The Ford Taunus G93A is a small family car that was produced by Ford Germany between 1939 and 1942 in succession to the Ford Eifel. It was the first car developed at Cologne by Ford Germany which previously had built cars originated by Ford businesses in the US or the UK. Production began on 30 April 1939, with the first car exhibited to the public in June 1939, less than six months before the outbreak of war in Europe.

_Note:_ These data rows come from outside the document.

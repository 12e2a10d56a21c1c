//! Built-in product tables: dimension labels and weights, the ten-question quiz,
//! the four boss profiles and the reason templates.

use std::collections::BTreeMap;

use super::{
    BossProfile, BossStats, CatalogFile, Dimension, DimensionSpec, EmployeeReview,
    ProfileVector, Question, QuestionOption, ReasonTemplates,
};

use Dimension::{Action, Communication, Environment, Feedback, Management, Teamwork};

pub fn catalog_file() -> CatalogFile {
    CatalogFile {
        dimensions: dimensions(),
        questions: questions(),
        bosses: bosses(),
        templates: templates(),
    }
}

// ────────────────────────────────────────────────────────────────────────────
// Dimensions
// ────────────────────────────────────────────────────────────────────────────

/// (dimension, label, min_label, max_label, similarity, weight)
const DIMENSION_TABLE: &[(Dimension, &str, &str, &str, bool, f64)] = &[
    (Dimension::Action, "行動スタイル", "慎重・計画", "即断・即決", true, 1.2),
    (Dimension::Communication, "コミュニケーション", "論理・ファクト", "共感・情緒", true, 1.5),
    (Dimension::Management, "マネジメント", "権限委譲", "ハンズオン", false, 1.0),
    (Dimension::Environment, "環境適性", "安定・秩序", "変化・革新", true, 1.1),
    (Dimension::Feedback, "評価基準", "結果重視", "プロセス重視", false, 1.0),
    (Dimension::Teamwork, "チームワーク", "個の力", "チームの和", true, 1.3),
];

fn dimensions() -> Vec<DimensionSpec> {
    DIMENSION_TABLE
        .iter()
        .map(
            |&(dimension, label, min_label, max_label, similarity, weight)| DimensionSpec {
                dimension,
                label: label.to_string(),
                min_label: min_label.to_string(),
                max_label: max_label.to_string(),
                similarity,
                weight,
            },
        )
        .collect()
}

// ────────────────────────────────────────────────────────────────────────────
// Quiz
// ────────────────────────────────────────────────────────────────────────────

type OptionRow = (&'static str, &'static [(Dimension, f64)]);

const QUESTION_TABLE: &[(u32, &str, [OptionRow; 4])] = &[
    (
        1,
        "新しいプロジェクトが始まったとき、まず何をする？",
        [
            ("リスクを洗い出し、詳細な計画を立てる", &[(Action, 20.0), (Environment, 20.0)]),
            ("まずは走り出し、走りながら考える", &[(Action, 90.0), (Environment, 90.0)]),
            ("チームメンバーと話し合い、役割分担を決める", &[(Teamwork, 80.0), (Communication, 70.0)]),
            ("成功の定義とゴールを明確にする", &[(Feedback, 20.0), (Management, 30.0)]),
        ],
    ),
    (
        2,
        "ミスをしてしまったとき、上司にどう対応してほしい？",
        [
            ("なぜ起きたのか、論理的に原因を分析してほしい", &[(Communication, 20.0), (Feedback, 20.0)]),
            ("まずは気持ちに寄り添い、励ましてほしい", &[(Communication, 90.0), (Teamwork, 80.0)]),
            ("挽回のチャンスとして、すぐに次の仕事を任せてほしい", &[(Action, 80.0), (Management, 20.0)]),
            ("具体的な改善策を一緒に考えてほしい", &[(Management, 80.0), (Feedback, 80.0)]),
        ],
    ),
    (
        3,
        "仕事のモチベーションが最も上がる瞬間は？",
        [
            ("誰も思いつかなかった新しいアイデアが閃いたとき", &[(Environment, 90.0), (Action, 80.0)]),
            ("チーム全員で困難な目標を達成したとき", &[(Teamwork, 90.0), (Communication, 80.0)]),
            ("自分のスキルアップや成長を実感できたとき", &[(Management, 20.0), (Feedback, 80.0)]),
            ("目に見える成果が出て、周囲に認められたとき", &[(Feedback, 20.0), (Action, 60.0)]),
        ],
    ),
    (
        4,
        "理想のチームの雰囲気は？",
        [
            ("静かで集中でき、各々がプロとして自律している", &[(Teamwork, 20.0), (Communication, 30.0)]),
            ("ワイワイと活気があり、常に誰かが話している", &[(Teamwork, 90.0), (Communication, 90.0)]),
            ("規律があり、整理整頓されている", &[(Environment, 20.0), (Management, 70.0)]),
            ("常に変化があり、刺激的で飽きない", &[(Environment, 90.0), (Action, 80.0)]),
        ],
    ),
    (
        5,
        "上司への報告・連絡・相談、あなたのスタイルは？",
        [
            ("必要なことだけを簡潔に、結論から伝える", &[(Communication, 20.0), (Action, 60.0)]),
            ("プロセスや感情も含めて、こまめに共有する", &[(Communication, 90.0), (Management, 80.0)]),
            ("問題が起きたときだけ相談し、基本は任せてほしい", &[(Management, 20.0), (Action, 70.0)]),
            ("定例ミーティングでまとめて報告する", &[(Environment, 30.0), (Management, 50.0)]),
        ],
    ),
    (
        6,
        "プレッシャーがかかる状況で、あなたはどう感じる？",
        [
            ("燃える。本領を発揮できる", &[(Action, 90.0), (Environment, 85.0)]),
            ("不安だが、準備をすれば対応できる", &[(Action, 30.0), (Feedback, 70.0)]),
            ("チームで乗り越えたい", &[(Teamwork, 90.0), (Communication, 85.0)]),
            ("できれば避けたい", &[(Environment, 20.0), (Teamwork, 60.0)]),
        ],
    ),
    (
        7,
        "仕事で最も大切にしている価値観は？",
        [
            ("革新と創造性", &[(Environment, 95.0), (Action, 80.0)]),
            ("効率と生産性", &[(Action, 70.0), (Feedback, 30.0)]),
            ("人間関係と信頼", &[(Teamwork, 95.0), (Communication, 90.0)]),
            ("成長と学び", &[(Feedback, 85.0), (Management, 40.0)]),
        ],
    ),
    (
        8,
        "意見が対立したとき、あなたは？",
        [
            ("データや論理で説得する", &[(Communication, 20.0), (Feedback, 30.0)]),
            ("相手の立場を理解しようとする", &[(Communication, 90.0), (Teamwork, 85.0)]),
            ("第三者の意見を求める", &[(Teamwork, 70.0), (Management, 60.0)]),
            ("自分の信念を貫く", &[(Action, 85.0), (Management, 25.0)]),
        ],
    ),
    (
        9,
        "学習や成長において、あなたに合うスタイルは？",
        [
            ("体系的な研修やセミナー", &[(Environment, 25.0), (Feedback, 75.0)]),
            ("実践を通じた試行錯誤", &[(Action, 90.0), (Environment, 80.0)]),
            ("メンターからの1on1指導", &[(Management, 85.0), (Communication, 75.0)]),
            ("同僚との議論や協働", &[(Teamwork, 90.0), (Communication, 85.0)]),
        ],
    ),
    (
        10,
        "キャリアにおいて、今最も求めているものは？",
        [
            ("安定した環境での着実な成長", &[(Environment, 20.0), (Feedback, 70.0)]),
            ("大きな裁量と挑戦の機会", &[(Management, 15.0), (Action, 90.0)]),
            ("優れたチームとの協働経験", &[(Teamwork, 95.0), (Communication, 85.0)]),
            ("明確なキャリアパスと昇進", &[(Feedback, 25.0), (Management, 60.0)]),
        ],
    ),
];

fn questions() -> Vec<Question> {
    QUESTION_TABLE
        .iter()
        .map(|(id, text, options)| Question {
            id: *id,
            text: text.to_string(),
            options: options
                .iter()
                .map(|(option_text, scores)| QuestionOption {
                    text: option_text.to_string(),
                    scores: scores.iter().copied().collect::<BTreeMap<_, _>>(),
                })
                .collect(),
        })
        .collect()
}

// ────────────────────────────────────────────────────────────────────────────
// Bosses
// ────────────────────────────────────────────────────────────────────────────

fn vector(
    action: f64,
    communication: f64,
    management: f64,
    environment: f64,
    feedback: f64,
    teamwork: f64,
) -> ProfileVector {
    ProfileVector {
        action,
        communication,
        management,
        environment,
        feedback,
        teamwork,
    }
}

fn review(employee_name: &str, role: &str, tenure: &str, rating: u8, comment: &str) -> EmployeeReview {
    EmployeeReview {
        employee_name: employee_name.to_string(),
        role: role.to_string(),
        tenure: tenure.to_string(),
        rating,
        comment: comment.to_string(),
    }
}

fn stats(average_tenure: &str, promotion_rate: &str, satisfaction_score: u32, team_size: u32) -> BossStats {
    BossStats {
        average_tenure: average_tenure.to_string(),
        promotion_rate: promotion_rate.to_string(),
        satisfaction_score,
        team_size,
    }
}

fn tags(items: &[&str]) -> Vec<String> {
    items.iter().map(|t| t.to_string()).collect()
}

fn bosses() -> Vec<BossProfile> {
    vec![
        BossProfile {
            id: "b1".to_string(),
            name: "佐藤 優子".to_string(),
            role: "プロダクト開発部 部長".to_string(),
            department: "Product Development".to_string(),
            image_color: "from-blue-500 to-cyan-400".to_string(),
            tags: tags(&["ビジョナリー", "任せる力", "スピード重視"]),
            scores: vector(90.0, 60.0, 30.0, 90.0, 40.0, 70.0),
            catchphrase: "失敗を恐れず、まずはやってみよう。".to_string(),
            management_philosophy: "メンバーの自律性を最大限尊重し、大きな裁量を与えることで、個々の創造性とオーナーシップを引き出します。".to_string(),
            reviews: vec![
                review("山田 太郎", "プロダクトマネージャー", "3年", 5, "佐藤部長のもとで、自分の可能性を最大限引き出せました。失敗を恐れず挑戦できる環境が素晴らしいです。"),
                review("鈴木 花子", "エンジニアリードー", "2年", 4, "スピード感があり、意思決定が早い。ただし細かいサポートは少ないので、自走力が求められます。"),
                review("田中 次郎", "デザイナー", "4年", 5, "「とにかくやってみよう」の精神で、新しいアイデアをすぐに試せる。成長スピードが圧倒的に速いです。"),
            ],
            stats: stats("3.2年", "65%", 92, 15),
        },
        BossProfile {
            id: "b2".to_string(),
            name: "田中 健一".to_string(),
            role: "営業統括本部 本部長".to_string(),
            department: "Sales Division".to_string(),
            image_color: "from-red-500 to-orange-400".to_string(),
            tags: tags(&["熱血", "チームワーク", "面倒見が良い"]),
            scores: vector(70.0, 90.0, 80.0, 60.0, 70.0, 95.0),
            catchphrase: "一人で悩むな、チームで勝つぞ。".to_string(),
            management_philosophy: "チーム全員が家族のように支え合い、一丸となって目標を達成する。個人の成功よりもチームの勝利を優先します。".to_string(),
            reviews: vec![
                review("佐々木 美咲", "営業マネージャー", "5年", 5, "田中本部長は本当に面倒見が良く、困ったときは必ず助けてくれます。チームの結束力が他部署とは段違いです。"),
                review("高橋 大輔", "営業", "1年", 4, "熱い方です。毎日のように励まされ、チームで目標を追いかける楽しさを知りました。ただし個人行動は好まれません。"),
                review("伊藤 真理子", "営業リーダー", "6年", 5, "人として尊敬できる上司。部下の悩みに真剣に向き合い、一緒に涙を流してくれることさえあります。"),
            ],
            stats: stats("4.8年", "58%", 95, 28),
        },
        BossProfile {
            id: "b3".to_string(),
            name: "鈴木 誠".to_string(),
            role: "経営企画室 室長".to_string(),
            department: "Corporate Planning".to_string(),
            image_color: "from-indigo-500 to-purple-400".to_string(),
            tags: tags(&["論理的", "冷静沈着", "公平性"]),
            scores: vector(40.0, 20.0, 50.0, 30.0, 20.0, 40.0),
            catchphrase: "数字は嘘をつかない。事実に基づこう。".to_string(),
            management_philosophy: "感情に流されず、常にデータとロジックに基づいた意思決定を行う。公平な評価と透明性を何よりも重視します。".to_string(),
            reviews: vec![
                review("小林 健太", "経営企画", "2年", 4, "鈴木室長は非常に論理的で、曖昧さを一切許しません。厳しいですが、公平で筋が通っています。"),
                review("中村 さくら", "データアナリスト", "3年", 4, "感情的なやり取りが苦手な方ですが、データに基づいた議論は非常に建設的。成長できる環境です。"),
                review("渡辺 翔太", "戦略プランナー", "4年", 3, "優秀な方ですが、少し冷たく感じることも。ロジカルシンキングが得意な人には最適な上司だと思います。"),
            ],
            stats: stats("3.5年", "72%", 78, 12),
        },
        BossProfile {
            id: "b4".to_string(),
            name: "高橋 エリカ".to_string(),
            role: "クリエイティブディレクター".to_string(),
            department: "Design Division".to_string(),
            image_color: "from-pink-500 to-rose-400".to_string(),
            tags: tags(&["革新的", "自由", "感性重視"]),
            scores: vector(80.0, 80.0, 10.0, 95.0, 80.0, 60.0),
            catchphrase: "常識を疑え。もっと自由に。".to_string(),
            management_philosophy: "既成概念にとらわれず、メンバーの独創性と感性を最大限尊重。自由な発想から革新が生まれると信じています。".to_string(),
            reviews: vec![
                review("松本 あかり", "UIデザイナー", "2年", 5, "高橋さんのもとでは、自分のクリエイティビティが爆発しました。型にはまらない自由な環境が最高です。"),
                review("吉田 拓海", "アートディレクター", "1年", 4, "刺激的で毎日が新鮮。ただし、ルールや体系が少ないので、自己管理能力が必須です。"),
                review("森田 琴音", "グラフィックデザイナー", "3年", 5, "常識を疑え、と言われ続けて3年。今では自分が思いもよらないアイデアを出せるようになりました。"),
            ],
            stats: stats("2.8年", "45%", 88, 18),
        },
    ]
}

// ────────────────────────────────────────────────────────────────────────────
// Reason templates
// ────────────────────────────────────────────────────────────────────────────

fn templates() -> ReasonTemplates {
    ReasonTemplates {
        high_synergy: tags(&[
            "あなたの「{user_strength}」な姿勢は、{boss_name}の「{boss_strength}」というスタイルと非常に高い相乗効果を生み出します。お互いの強みが増幅され、爆発的な成果を生み出せるペアです。",
            "{boss_name}は、あなたの「{user_strength}」という特性を誰よりも高く評価し、最大限に活かすことができるリーダーです。あなたの才能が、このチームの起爆剤となるでしょう。",
        ]),
        supportive: tags(&[
            "{boss_name}の「{boss_strength}」というスタンスは、あなたの成長を強力に後押しします。あなたが安心して「{user_strength}」を発揮できる環境が、ここにはあります。",
            "心理的安全性が非常に高いマッチングです。{boss_name}のもとであれば、あなたは失敗を恐れずに、本来の「{user_strength}」をのびのびと発揮できるでしょう。",
        ]),
        complementary: tags(&[
            "あなたの「{user_strength}」という特徴は、{boss_name}のスタイルを完璧に補完します。{boss_name}が全体像を描き、あなたがそれを着実に実行する、そんな理想的な役割分担が期待できます。",
            "自分にない視点を持つ二人だからこそ、死角がなくなります。あなたの「{user_strength}」は、{boss_name}にとって喉から手が出るほど欲しい能力です。",
        ]),
    }
}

In 1948 the car reappeared as the Ford Taunus G73A, and remained in production until 1952. This was the first (and until the 1970s the last) Ford Taunus to feature a fastback shape: in this application the rather severe slopes enforced by squeezing North-American style fast-back styling onto a relatively short wheelbase was not universally admired: the car became known as the "Buckeltaunus" (Hunchback Taunus).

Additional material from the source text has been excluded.